The Islamic Azad University of Zanjan is divided into five faculties, each sub-divided into schools.

===Faculty of Technology and Engineering===

- Department of Architecture
- Department of Civil engineering
- Department of Geodesy
- Department of Urban Studies
- Department of Materials & Metallurgy engineering
- Department of Transportation
- Department of Soil Sciences
- Department of Mechanical Engineering

===Faculty of Electrical and Computer Engineering===

- Department of Electrical Engineering
- Department of Computer Engineering
- Department of Information Technology
- Department of Industrial Engineering

===Faculty of Educational Sciences===

- Department of Physical Education and Sport Sciences
- Department of Theology
- Department of Psychology
- Department of English Language

===Faculty of Foundation and Medical Sciences===

- Department of Midwifery
- Department of Nursing
- Department of Biological Sciences(Genetics, Animal, Micro)
- Department of Chemistry
- Department of Physics
- Department of Statistics

===Faculty of Humanities===
The faculty was founded in 2009 and is located in Emam campus.

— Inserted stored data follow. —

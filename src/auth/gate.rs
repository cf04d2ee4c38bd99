//! Request-authentication gate for protected routes

use axum::{
    extract::{Extension, Request},
    http::header::AUTHORIZATION,
    middleware::Next,
    response::Response,
};
use std::sync::Arc;
use tracing::{debug, warn};

use super::errors::AuthError;
use super::extractors::AuthedUser;
use super::session::SessionIssuer;
use crate::common::{dev_mode::DevModeConfig, ApiError, AppState};

const BEARER_PREFIX: &str = "Bearer ";

/// Decides whether a request carrying an `Authorization` value is admitted
pub struct AuthGate {
    sessions: Arc<SessionIssuer>,
    dev_mode: DevModeConfig,
}

impl AuthGate {
    pub fn new(sessions: Arc<SessionIssuer>, dev_mode: DevModeConfig) -> Self {
        Self { sessions, dev_mode }
    }

    pub fn authenticate(&self, authorization: Option<&str>) -> Result<AuthedUser, AuthError> {
        // DEV MODE: only with both the flag and a test user configured
        if let Some(test_user_id) = self.dev_mode.bypass_user() {
            debug!(user_id = %test_user_id, "DEV MODE: Authentication bypassed");
            return Ok(AuthedUser {
                id: test_user_id.to_string(),
                bypassed: true,
            });
        }

        let Some(value) = authorization.map(str::trim).filter(|v| !v.is_empty()) else {
            warn!("Authentication failed: missing Authorization header");
            return Err(AuthError::MissingCredential);
        };

        let token = match value.strip_prefix(BEARER_PREFIX) {
            Some(rest) => rest.trim(),
            // "Bearer" with nothing after it (trimmed above)
            None if value == BEARER_PREFIX.trim_end() => "",
            None => {
                warn!("Authentication failed: Authorization header is not a bearer token");
                return Err(AuthError::InvalidCredential);
            }
        };

        if token.is_empty() {
            warn!("Authentication failed: empty bearer token");
            return Err(AuthError::MissingCredential);
        }

        let user_id = self.sessions.verify(token).map_err(|rejection| {
            warn!(rejection = ?rejection, "Session token rejected");
            AuthError::from(rejection)
        })?;

        debug!(user_id = %user_id, "User authentication successful");
        Ok(AuthedUser {
            id: user_id,
            bypassed: false,
        })
    }
}

/// Middleware guarding protected routes; attaches [`AuthedUser`] on success
pub async fn require_auth(
    Extension(state): Extension<Arc<AppState>>,
    mut request: Request,
    next: Next,
) -> Result<Response, ApiError> {
    let authed = {
        let authorization = match request.headers().get(AUTHORIZATION) {
            Some(value) => Some(value.to_str().map_err(|_| {
                warn!("Authentication failed: Authorization header is not valid ASCII");
                ApiError::from(AuthError::InvalidCredential)
            })?),
            None => None,
        };
        state.gate.authenticate(authorization)?
    };

    request.extensions_mut().insert(authed);
    Ok(next.run(request).await)
}

#[cfg(test)]
mod tests {
    use super::*;
    use chrono::{Duration, Utc};

    const SECRET: &str = "gate_test_secret_key_with_enough_len";

    fn gate(dev_mode: DevModeConfig) -> (AuthGate, Arc<SessionIssuer>) {
        let sessions = Arc::new(SessionIssuer::new(SECRET));
        (AuthGate::new(sessions.clone(), dev_mode), sessions)
    }

    #[test]
    fn test_missing_header_is_missing_credential() {
        let (gate, _) = gate(DevModeConfig::default());
        assert!(matches!(
            gate.authenticate(None),
            Err(AuthError::MissingCredential)
        ));
        assert!(matches!(
            gate.authenticate(Some("  ")),
            Err(AuthError::MissingCredential)
        ));
        assert!(matches!(
            gate.authenticate(Some("Bearer ")),
            Err(AuthError::MissingCredential)
        ));
    }

    #[test]
    fn test_valid_bearer_token_is_admitted() {
        let (gate, sessions) = gate(DevModeConfig::default());
        let credential = sessions.issue("U_VALID").unwrap();

        let authed = gate
            .authenticate(Some(&format!("Bearer {}", credential.token)))
            .unwrap();
        assert_eq!(authed.id, "U_VALID");
        assert!(!authed.bypassed);
    }

    #[test]
    fn test_malformed_token_is_invalid_credential() {
        let (gate, _) = gate(DevModeConfig::default());
        assert!(matches!(
            gate.authenticate(Some("Bearer not.a.jwt")),
            Err(AuthError::InvalidCredential)
        ));
    }

    #[test]
    fn test_non_bearer_scheme_is_invalid_credential() {
        let (gate, sessions) = gate(DevModeConfig::default());
        let credential = sessions.issue("U_VALID").unwrap();
        assert!(matches!(
            gate.authenticate(Some(&credential.token)),
            Err(AuthError::InvalidCredential)
        ));
        assert!(matches!(
            gate.authenticate(Some("Basic dXNlcjpwYXNz")),
            Err(AuthError::InvalidCredential)
        ));
    }

    #[test]
    fn test_past_expiry_is_expired_credential() {
        let (gate, sessions) = gate(DevModeConfig::default());
        let credential = sessions
            .issue_at("U_OLD", Utc::now() - Duration::hours(19) - Duration::seconds(5))
            .unwrap();

        assert!(matches!(
            gate.authenticate(Some(&format!("Bearer {}", credential.token))),
            Err(AuthError::ExpiredCredential)
        ));
    }

    #[test]
    fn test_bypass_flag_without_test_user_still_enforces_auth() {
        let (half_bypass, sessions) = gate(DevModeConfig::new(true, None));
        let (enforced, _) = gate(DevModeConfig::default());

        assert!(matches!(
            half_bypass.authenticate(None),
            Err(AuthError::MissingCredential)
        ));
        assert!(matches!(
            enforced.authenticate(None),
            Err(AuthError::MissingCredential)
        ));

        let credential = sessions.issue("U_REAL").unwrap();
        let header = format!("Bearer {}", credential.token);
        assert_eq!(half_bypass.authenticate(Some(&header)).unwrap().id, "U_REAL");
        assert_eq!(enforced.authenticate(Some(&header)).unwrap().id, "U_REAL");
    }

    #[test]
    fn test_full_bypass_admits_test_user() {
        let (gate, _) = gate(DevModeConfig::new(true, Some("U_TEST".to_string())));

        let authed = gate.authenticate(None).unwrap();
        assert_eq!(authed.id, "U_TEST");
        assert!(authed.bypassed);
    }
}
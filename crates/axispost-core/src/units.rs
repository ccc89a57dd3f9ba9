//! Unit system handling
//!
//! Machine definitions and post parameters each carry a unit system.
//! Linear quantities are rescaled when switching between them; angles never are.

use serde::{Deserialize, Serialize};
use std::fmt;
use std::str::FromStr;

/// Millimetres per inch
pub const MM_PER_INCH: f64 = 25.4;

/// Unit system for linear quantities
#[derive(Debug, Clone, Copy, PartialEq, Eq, Hash, Serialize, Deserialize, Default)]
#[serde(rename_all = "lowercase")]
pub enum Units {
    /// Millimetres
    #[default]
    Metric,
    /// Inches
    Inch,
}

impl Units {
    /// Factor that converts a length in `self` into `target`
    pub fn factor_to(self, target: Units) -> f64 {
        match (self, target) {
            (Self::Metric, Self::Inch) => 1.0 / MM_PER_INCH,
            (Self::Inch, Self::Metric) => MM_PER_INCH,
            _ => 1.0,
        }
    }

    /// Pick the metric or inch flavour of a default value
    pub fn pick(self, metric: f64, inch: f64) -> f64 {
        match self {
            Self::Metric => metric,
            Self::Inch => inch,
        }
    }

    /// Short unit label ("mm" or "in")
    pub fn label(self) -> &'static str {
        match self {
            Self::Metric => "mm",
            Self::Inch => "in",
        }
    }
}

impl fmt::Display for Units {
    fn fmt(&self, f: &mut fmt::Formatter<'_>) -> fmt::Result {
        match self {
            Self::Metric => write!(f, "Metric"),
            Self::Inch => write!(f, "Inch"),
        }
    }
}

impl FromStr for Units {
    type Err = String;

    fn from_str(s: &str) -> Result<Self, Self::Err> {
        match s.to_lowercase().as_str() {
            "metric" | "mm" => Ok(Self::Metric),
            "inch" | "in" | "imperial" => Ok(Self::Inch),
            _ => Err(format!("Unknown unit system: {}", s)),
        }
    }
}

#[cfg(test)]
mod tests {
    use super::*;

    #[test]
    fn test_factor_between_systems() {
        assert_eq!(Units::Metric.factor_to(Units::Metric), 1.0);
        assert!((Units::Inch.factor_to(Units::Metric) - 25.4).abs() < 1e-12);
        assert!((Units::Metric.factor_to(Units::Inch) * 25.4 - 1.0).abs() < 1e-12);
    }

    #[test]
    fn test_pick_default_by_units() {
        assert_eq!(Units::Metric.pick(2.5, 0.1), 2.5);
        assert_eq!(Units::Inch.pick(2.5, 0.1), 0.1);
    }

    #[test]
    fn test_parse_and_display() {
        assert_eq!("mm".parse::<Units>().unwrap(), Units::Metric);
        assert_eq!("IN".parse::<Units>().unwrap(), Units::Inch);
        assert!("furlong".parse::<Units>().is_err());
        assert_eq!(Units::Inch.to_string(), "Inch");
        assert_eq!(Units::Metric.label(), "mm");
    }
}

- Department of linguistics and Persian Literature
- Department of Political Sciences
- Department of International Relations
- Department of Commercial Management
- Department of Accountancy
- Department of Law and Justice
- Department of Social Sciences
- Department of Banking and Insurance

==Research & Facilities==
The unit began its work in October 1989.

==Education==
Branch unit of 45 major courses of study in 1984 to over 127 students in 1989 has increased. The number of students over the same period of 8988 students has increased to over 13 150 students.

Islamic Azad University, with five of Humanities and Social Sciences, Faculty of Educational Sciences, Faculty of Science and Medicine, School of Electrical and Computer Engineering and the School is active.

==Field research==
Branch of ISI papers from 27 papers so far in 2004 has reached 110 articles. Branch unit number printed books as a textbook is about 52.

==Development areas==

Over the past five years the capacity of 45 thousand square meters of teaching space and recreation department has increased to more than 135 200 thousand square meters. Branch units with three residential complexes.

==Portal conferences and Islamic Azad University, Zanjan==
New portal: portal conferences and Islamic Azad University, Zanjan University is the base for centralized management of scientific events.